Herrera’s debut release is the four movement BIKEncerto: a concerto for solo bicycle and orchestra. Each movement highlights a specific bicycle sound as Herrera reconciles her classical background with her musical bicycle sounds, strings and winds orchestra. I. Everything showcases different bike sounds with a classical orchestral beginning with alternating strings and winds. Virtuosic solo bike melodic and percussive tapping and drum-like rolls ground the tempo while showing off Herrera’s musicianship. II. Spokes Movement has her melodic “Spokes Keyboard,” tuned rods add playful sounds. III. Metallic Movement has faster atonal brilliantly performed orchestral lines and complementary atonal metallic bike lines and rolls. Two-part IV. Tires Movement features Reynaliz’s “Tires Keyboard” in Brazilian Samba inspired sounds. Part 2 features orchestral wide-pitch lines, exciting higher cymbal-like bike sounds to closing dance-along bike solo, then orchestra to a short percussive ending.

Herrera’s exuberant music successfully incorporates musical styles like classical, atonal, minimalistic and pop/rock. Uplifting fun listening for all ages, regardless of personal musical preferences.

Listen to 'BIKEncerto: a concerto for solo bicycle and orchestra' Now in the Listening Room

12 EnnangaEnnanga
Ashley Jackson
Bright Shiny Things BSTC-0188 (brightshiny.ninja)

The rediscovery of music by Black composers continues apace. William Grant Still (1895-1978), arguably the finest of all, named his 18-minute Ennanga for harp, string quintet and piano after the arched harp of Uganda. The first two movements are warmly nostalgic, almost heartbreaking in their evocation of African chant and hints of Sometimes I Feel Like a Motherless Child.
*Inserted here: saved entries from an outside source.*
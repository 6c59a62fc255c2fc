use crate::foundation::error::{PopsceneError, PopsceneResult};

/// Last year served by the "estimates" variant; later years use the medium projection.
pub const LAST_ESTIMATE_YEAR: i32 = 2023;

/// First year of the analysis window and growth-rate start point.
pub const WINDOW_START_YEAR: i32 = 2020;

/// Last year of the analysis window and growth-rate end point.
pub const WINDOW_END_YEAR: i32 = 2100;

/// Inclusive `[min, max]` year range.
#[derive(Clone, Copy, Debug, PartialEq, Eq, serde::Serialize, serde::Deserialize)]
pub struct YearWindow {
    pub min: i32,
    pub max: i32,
}

impl YearWindow {
    pub fn new(min: i32, max: i32) -> PopsceneResult<Self> {
        if min > max {
            return Err(PopsceneError::validation(format!(
                "year window min ({min}) must be <= max ({max})"
            )));
        }
        Ok(Self { min, max })
    }

    pub fn contains(self, year: i32) -> bool {
        self.min <= year && year <= self.max
    }

    pub fn span(self) -> (i32, i32) {
        (self.min, self.max)
    }
}

impl Default for YearWindow {
    fn default() -> Self {
        Self {
            min: WINDOW_START_YEAR,
            max: WINDOW_END_YEAR,
        }
    }
}

/// A population count, or the invalid marker when the source cell was missing or non-numeric.
#[derive(Clone, Copy, Debug, Default, PartialEq, serde::Serialize, serde::Deserialize)]
#[serde(transparent)]
pub struct Population(Option<f64>);

impl Population {
    pub const INVALID: Self = Self(None);

    /// Non-finite input collapses to [`Population::INVALID`].
    pub fn new(value: f64) -> Self {
        if value.is_finite() {
            Self(Some(value))
        } else {
            Self::INVALID
        }
    }

    /// Parse a raw table cell. Empty or non-numeric text is invalid, never an error.
    pub fn parse(raw: &str) -> Self {
        let raw = raw.trim();
        if raw.is_empty() {
            return Self::INVALID;
        }
        raw.parse::<f64>().map(Self::new).unwrap_or(Self::INVALID)
    }

    pub fn value(self) -> Option<f64> {
        self.0
    }

    pub fn is_valid(self) -> bool {
        self.0.is_some()
    }
}

impl From<f64> for Population {
    fn from(value: f64) -> Self {
        Self::new(value)
    }
}

#[cfg(test)]
#[path = "../../tests/unit/foundation/core.rs"]
mod tests;
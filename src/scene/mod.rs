pub mod annotation;
pub mod builder;
pub mod label;
pub mod model;
use crate::config::StoryOpts;
use crate::data::dataset::Dataset;
use crate::foundation::core::YearWindow;
use crate::foundation::error::{PopsceneError, PopsceneResult};
use crate::scene::builder::SceneBuilder;
use crate::scene::model::{SceneKind, ScenePayload};
use crate::session::navigator::{Affordances, NavEvent, SceneState, apply};

/// What the UI shows after a trigger: scene index, button state, and the chart payload.
#[derive(Clone, Debug, PartialEq, serde::Serialize)]
pub struct Frame {
    pub index: usize,
    pub scene: SceneKind,
    pub affordances: Affordances,
    pub payload: ScenePayload,
}

/// Top-level view state, including the single load-failure state.
#[derive(Clone, Debug, PartialEq, serde::Serialize)]
#[serde(tag = "status", rename_all = "snake_case")]
pub enum StoryView {
    Ready(Frame),
    LoadFailed { message: String },
}

impl StoryView {
    pub fn load_failed(err: &PopsceneError) -> Self {
        Self::LoadFailed {
            message: format!("Could not load population data: {err}"),
        }
    }

    pub fn frame(&self) -> Option<&Frame> {
        match self {
            Self::Ready(frame) => Some(frame),
            Self::LoadFailed { .. } => None,
        }
    }
}

/// One viewing session: the loaded dataset plus the current scene.
///
/// The dataset is loaded once; each trigger rebuilds the current scene from it in full.
#[derive(Clone, Debug)]
pub struct Story {
    dataset: Dataset,
    state: SceneState,
    window: YearWindow,
    top_n: usize,
}

impl Story {
    pub fn new(dataset: Dataset, opts: &StoryOpts) -> Self {
        Self {
            dataset,
            state: SceneState::INITIAL,
            window: opts.window,
            top_n: opts.top_n,
        }
    }

    /// Validate `opts` and load the table it points at.
    pub fn open(opts: &StoryOpts) -> PopsceneResult<Self> {
        opts.validate()?;
        let dataset = Dataset::from_path(&opts.data_path, &opts.fields)?;
        Ok(Self::new(dataset, opts))
    }

    /// [`Story::open`] plus the initial view. A load failure yields no story and a
    /// [`StoryView::LoadFailed`] view.
    pub fn launch(opts: &StoryOpts) -> (Option<Self>, StoryView) {
        match Self::open(opts) {
            Ok(story) => {
                let view = StoryView::Ready(story.current());
                (Some(story), view)
            }
            Err(err) => {
                tracing::error!("population data failed to load: {err}");
                (None, StoryView::load_failed(&err))
            }
        }
    }

    pub fn state(&self) -> SceneState {
        self.state
    }

    pub fn dataset(&self) -> &Dataset {
        &self.dataset
    }

    pub fn builder(&self) -> SceneBuilder<'_> {
        SceneBuilder::new(&self.dataset, self.window, self.top_n)
    }

    /// Rebuild the current scene.
    pub fn current(&self) -> Frame {
        Frame {
            index: self.state.index(),
            scene: self.state.kind(),
            affordances: Affordances::for_state(self.state),
            payload: self.builder().build(self.state.index()),
        }
    }

    pub fn handle(&mut self, event: NavEvent) -> Frame {
        self.state = apply(self.state, event).to;
        self.current()
    }

    /// Place the story at `index` directly, bypassing the UI affordances.
    pub fn jump(&mut self, index: usize) -> Frame {
        self.state = SceneState::at(index);
        tracing::debug!(index, "scene jump");
        self.current()
    }
}

#[cfg(test)]
#[path = "../../tests/unit/session/story.rs"]
mod tests;
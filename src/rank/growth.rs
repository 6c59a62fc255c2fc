//! Endpoint-to-endpoint growth ranking of countries.

use std::collections::HashMap;
use std::sync::Arc;

use crate::data::entity::is_country;
use crate::data::filter::{filter_valid, filter_window};
use crate::data::normalize::Observation;
use crate::foundation::core::{WINDOW_END_YEAR, WINDOW_START_YEAR, YearWindow};

/// Ranking direction.
#[derive(Clone, Copy, Debug, PartialEq, Eq, serde::Serialize, serde::Deserialize)]
#[serde(rename_all = "snake_case")]
pub enum RankOrder {
    /// Ascending growth rate (most declining first).
    Slowest,
    /// Descending growth rate.
    Fastest,
}

/// A ranked country and the full series its line is drawn from.
#[derive(Clone, Debug, PartialEq, serde::Serialize)]
pub struct RankedCountry {
    pub entity: Arc<str>,
    pub growth_rate: f64,
    pub series: Vec<Observation>,
}

impl RankedCountry {
    /// Populations at the 2020 and 2100 endpoints the growth rate was computed from.
    pub fn endpoints(&self) -> (Option<f64>, Option<f64>) {
        (
            endpoint(&self.series, WINDOW_START_YEAR),
            endpoint(&self.series, WINDOW_END_YEAR),
        )
    }
}

/// `(end - start) / start`, defined only for a positive start population.
pub fn growth_rate(start: f64, end: f64) -> Option<f64> {
    (start > 0.0).then(|| (end - start) / start)
}

/// Window-filtered, valid observations of countries only.
pub fn country_observations(observations: &[Observation], window: YearWindow) -> Vec<Observation> {
    let windowed = filter_window(observations, window);
    let countries: Vec<Observation> = windowed
        .into_iter()
        .filter(|o| is_country(&o.entity))
        .collect();
    filter_valid(&countries)
}

/// Growth rates for every country that has both endpoints, in first-appearance order.
#[derive(Clone, Debug, Default)]
pub struct GrowthTable {
    entries: Vec<RankedCountry>,
    excluded: Vec<Arc<str>>,
}

impl GrowthTable {
    /// Build from window-filtered, valid country observations.
    ///
    /// Countries without an exact 2020 and 2100 observation, or with a non-positive 2020
    /// population, are left out and listed in [`GrowthTable::excluded`].
    #[tracing::instrument(skip(country_obs), fields(rows = country_obs.len()))]
    pub fn build(country_obs: &[Observation]) -> Self {
        let mut order: Vec<Arc<str>> = Vec::new();
        let mut groups: HashMap<Arc<str>, Vec<Observation>> = HashMap::new();
        for obs in country_obs {
            groups
                .entry(obs.entity.clone())
                .or_insert_with(|| {
                    order.push(obs.entity.clone());
                    Vec::new()
                })
                .push(obs.clone());
        }

        let mut table = Self::default();
        for entity in order {
            let Some(mut series) = groups.remove(&entity) else {
                continue;
            };
            let start = endpoint(&series, WINDOW_START_YEAR);
            let end = endpoint(&series, WINDOW_END_YEAR);
            let rate = match (start, end) {
                (Some(s), Some(e)) => growth_rate(s, e),
                _ => None,
            };
            match rate {
                Some(growth_rate) => {
                    series.sort_by_key(|o| o.year);
                    table.entries.push(RankedCountry {
                        entity,
                        growth_rate,
                        series,
                    });
                }
                None => table.excluded.push(entity),
            }
        }

        tracing::debug!(
            ranked = table.entries.len(),
            excluded = table.excluded.len(),
            "growth table built"
        );
        table
    }

    /// The first `limit` countries in `order`. Ties keep first-appearance order.
    pub fn ranked(&self, order: RankOrder, limit: usize) -> Vec<RankedCountry> {
        let mut sorted: Vec<&RankedCountry> = self.entries.iter().collect();
        match order {
            RankOrder::Slowest => sorted.sort_by(|a, b| a.growth_rate.total_cmp(&b.growth_rate)),
            RankOrder::Fastest => sorted.sort_by(|a, b| b.growth_rate.total_cmp(&a.growth_rate)),
        }
        sorted.into_iter().take(limit).cloned().collect()
    }

    pub fn entries(&self) -> &[RankedCountry] {
        &self.entries
    }

    pub fn excluded(&self) -> &[Arc<str>] {
        &self.excluded
    }

    pub fn get(&self, entity: &str) -> Option<&RankedCountry> {
        self.entries.iter().find(|c| &*c.entity == entity)
    }
}

fn endpoint(series: &[Observation], year: i32) -> Option<f64> {
    series.iter().find(|o| o.year == year).and_then(Observation::value)
}

#[cfg(test)]
#[path = "../../tests/unit/rank/growth.rs"]
mod tests;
The finale is a jolly, propulsive dance. Still’s harp writing is exquisitely lovely, lovingly played by Ashley Jackson, holder of a doctorate from Juilliard and currently a senior administrator and teacher at Hunter College in Manhattan.

Jackson arranged Alice Coltrane’s nine-minute Prema, originally for piano and strings, substituting the harp for the piano. Coltrane (1937-2007) was a jazz singer, pianist and harpist (and jazzman John’s wife), but Prema isn’t jazzy, with sustained moody, droning strings and shimmering songfulness from the harp.

In both Ennanga and Prema, Jackson is joined by fellow members of the Harlem Chamber Players; she solos on the CD’s three other pieces, each lasting about five minutes. Essence of Ruby by harpist Brandee Younger (b.1983) is reflective and yearning, bordering on the blues. Two of the Twenty-four Negro Melodies by Samuel Coleridge-Taylor (1875-1912), originally for piano, are here arranged by Jackson. In the spirituals I’m Troubled in Mind and The Angels Changed My Name, Jackson finds resolve and courage, ending this beauty-filled CD with a sense of optimism. (The CD runs only 43 minutes – I wanted more!)